GIVEN RECORDS below:

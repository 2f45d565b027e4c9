// SPDX-FileCopyrightText: 2026 Mattia Egloff <mattia.egloff@pm.me>
//
// SPDX-License-Identifier: GPL-3.0-or-later

//! Tests for ratchet and envelope properties over generated inputs

mod common;

use std::collections::HashSet;

use common::strategies::*;
use common::*;
use pqratchet_core::*;
use proptest::prelude::*;

proptest! {
    #![proptest_config(ProptestConfig::with_cases(32))]

    #[test]
    fn prop_sending_keys_unique(count in 1usize..150) {
        let p = peers();
        let keys = sending_keys(&p.alice, count);
        let unique: HashSet<[u8; 32]> = keys.iter().copied().collect();
        prop_assert_eq!(unique.len(), count);
    }

    #[test]
    fn prop_any_delivery_order_decrypts(order in delivery_order_strategy(16)) {
        let p = peers();
        let envelopes: Vec<RatchetEnvelope> = (0..16u32)
            .map(|i| p.alice.encrypt_message_at(CHAT, &i.to_be_bytes(), T0).unwrap())
            .collect();

        for i in order {
            let plaintext = p.bob.decrypt_message_at(CHAT, &envelopes[i as usize], T0).unwrap();
            prop_assert_eq!(plaintext, i.to_be_bytes().to_vec());
        }
        prop_assert_eq!(p.bob.snapshot(CHAT).unwrap().skipped_key_count, 0);
    }

    #[test]
    fn prop_receiving_key_independent_of_order(order in delivery_order_strategy(12)) {
        let p = peers();
        let sent = sending_keys(&p.alice, 12);

        for n in order {
            let key = p.bob.get_receiving_message_key(CHAT, n).unwrap();
            prop_assert_eq!(key.as_bytes(), &sent[n as usize]);
        }
    }

    #[test]
    fn prop_ratchet_envelope_roundtrip(plaintext in plaintext_strategy()) {
        let p = peers();
        let envelope = p.alice.encrypt_message_at(CHAT, &plaintext, T0).unwrap();
        prop_assert_eq!(p.bob.decrypt_message_at(CHAT, &envelope, T0).unwrap(), plaintext);
    }
}

proptest! {
    #![proptest_config(ProptestConfig::with_cases(12))]

    #[test]
    fn prop_hybrid_roundtrip(alg in fast_kem_strategy(), plaintext in plaintext_strategy()) {
        let pair = generate_keypair(alg).unwrap();
        let envelope = hybrid_encrypt(&plaintext, pair.public_key(), alg).unwrap();
        prop_assert_eq!(hybrid_decrypt(&envelope, pair.secret_key(), alg).unwrap(), plaintext);
    }

    #[test]
    fn prop_hybrid_classical_bit_flip_rejected(
        plaintext in plaintext_strategy(),
        position in any::<prop::sample::Index>(),
        bit in 0u8..8,
    ) {
        let alg = PqcAlgorithm::MlKem768;
        let pair = generate_keypair(alg).unwrap();
        let mut envelope = hybrid_encrypt(&plaintext, pair.public_key(), alg).unwrap();

        let index = position.index(envelope.classical_ciphertext.len());
        envelope.classical_ciphertext[index] ^= 1 << bit;
        prop_assert_eq!(
            hybrid_decrypt(&envelope, pair.secret_key(), alg).unwrap_err(),
            E2eeError::Decryption
        );
    }

    #[test]
    fn prop_hybrid_pqc_bit_flip_rejected(
        alg in fast_kem_strategy(),
        position in any::<prop::sample::Index>(),
        bit in 0u8..8,
    ) {
        let pair = generate_keypair(alg).unwrap();
        let mut envelope = hybrid_encrypt(b"payload", pair.public_key(), alg).unwrap();

        let index = position.index(envelope.pqc_ciphertext.len());
        envelope.pqc_ciphertext[index] ^= 1 << bit;
        prop_assert_eq!(
            hybrid_decrypt(&envelope, pair.secret_key(), alg).unwrap_err(),
            E2eeError::Decryption
        );
    }
}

End of GIVEN RECORDS.

- EXERCISE
Type out the listing again with nothing changed.

- REPLY TO THE EXERCISE
repository 2f45d565b027e4c9
// SPDX-FileCopyrightText: 2026 Mattia Egloff <mattia.egloff@pm.me>
//
// SPDX-License-Identifier: GPL-3.0-or-later

//! Tests for ratchet and envelope properties over generated inputs

mod common;

use std::collections::HashSet;

use common::strategies::*;
use common::*;
use pqratchet_core::*;
use proptest::prelude::*;

proptest! {
    #![proptest_config(ProptestConfig::with_cases(32))]

    #[test]
    fn prop_sending_keys_unique(count in 1usize..150) {
        let p = peers();
        let keys = sending_keys(&p.alice, count);
        let unique: HashSet<[u8; 32]> = keys.iter().copied().collect();
        prop_assert_eq!(unique.len(), count);
    }

    #[test]
    fn prop_any_delivery_order_decrypts(order in delivery_order_strategy(16)) {
        let p = peers();
        let envelopes: Vec<RatchetEnvelope> = (0..16u32)
            .map(|i| p.alice.encrypt_message_at(CHAT, &i.to_be_bytes(), T0).unwrap())
            .collect();

        for i in order {
            let plaintext = p.bob.decrypt_message_at(CHAT, &envelopes[i as usize], T0).unwrap();
            prop_assert_eq!(plaintext, i.to_be_bytes().to_vec());
        }
        prop_assert_eq!(p.bob.snapshot(CHAT).unwrap().skipped_key_count, 0);
    }

    #[test]
    fn prop_receiving_key_independent_of_order(order in delivery_order_strategy(12)) {
        let p = peers();
        let sent = sending_keys(&p.alice, 12);

        for n in order {
            let key = p.bob.get_receiving_message_key(CHAT, n).unwrap();
            prop_assert_eq!(key.as_bytes(), &sent[n as usize]);
        }
    }

    #[test]
    fn prop_ratchet_envelope_roundtrip(plaintext in plaintext_strategy()) {
        let p = peers();
        let envelope = p.alice.encrypt_message_at(CHAT, &plaintext, T0).unwrap();
        prop_assert_eq!(p.bob.decrypt_message_at(CHAT, &envelope, T0).unwrap(), plaintext);
    }
}

proptest! {
    #![proptest_config(ProptestConfig::with_cases(12))]

    #[test]
    fn prop_hybrid_roundtrip(alg in fast_kem_strategy(), plaintext in plaintext_strategy()) {
        let pair = generate_keypair(alg).unwrap();
        let envelope = hybrid_encrypt(&plaintext, pair.public_key(), alg).unwrap();
        prop_assert_eq!(hybrid_decrypt(&envelope, pair.secret_key(), alg).unwrap(), plaintext);
    }

    #[test]
    fn prop_hybrid_classical_bit_flip_rejected(
        plaintext in plaintext_strategy(),
        position in any::<prop::sample::Index>(),
        bit in 0u8..8,
    ) {
        let alg = PqcAlgorithm::MlKem768;
        let pair = generate_keypair(alg).unwrap();
        let mut envelope = hybrid_encrypt(&plaintext, pair.public_key(), alg).unwrap();

        let index = position.index(envelope.classical_ciphertext.len());
        envelope.classical_ciphertext[index] ^= 1 << bit;
        prop_assert_eq!(
            hybrid_decrypt(&envelope, pair.secret_key(), alg).unwrap_err(),
            E2eeError::Decryption
        );
    }

    #[test]
    fn prop_hybrid_pqc_bit_flip_rejected(
        alg in fast_kem_strategy(),
        position in any::<prop::sample::Index>(),
        bit in 0u8..8,
    ) {
        let pair = generate_keypair(alg).unwrap();
        let mut envelope = hybrid_encrypt(b"payload", pair.public_key(), alg).unwrap();

        let index = position.index(envelope.pqc_ciphertext.len());
        envelope.pqc_ciphertext[index] ^= 1 << bit;
        prop_assert_eq!(
            hybrid_decrypt(&envelope, pair.secret_key(), alg).unwrap_err(),
            E2eeError::Decryption
        );
    }
}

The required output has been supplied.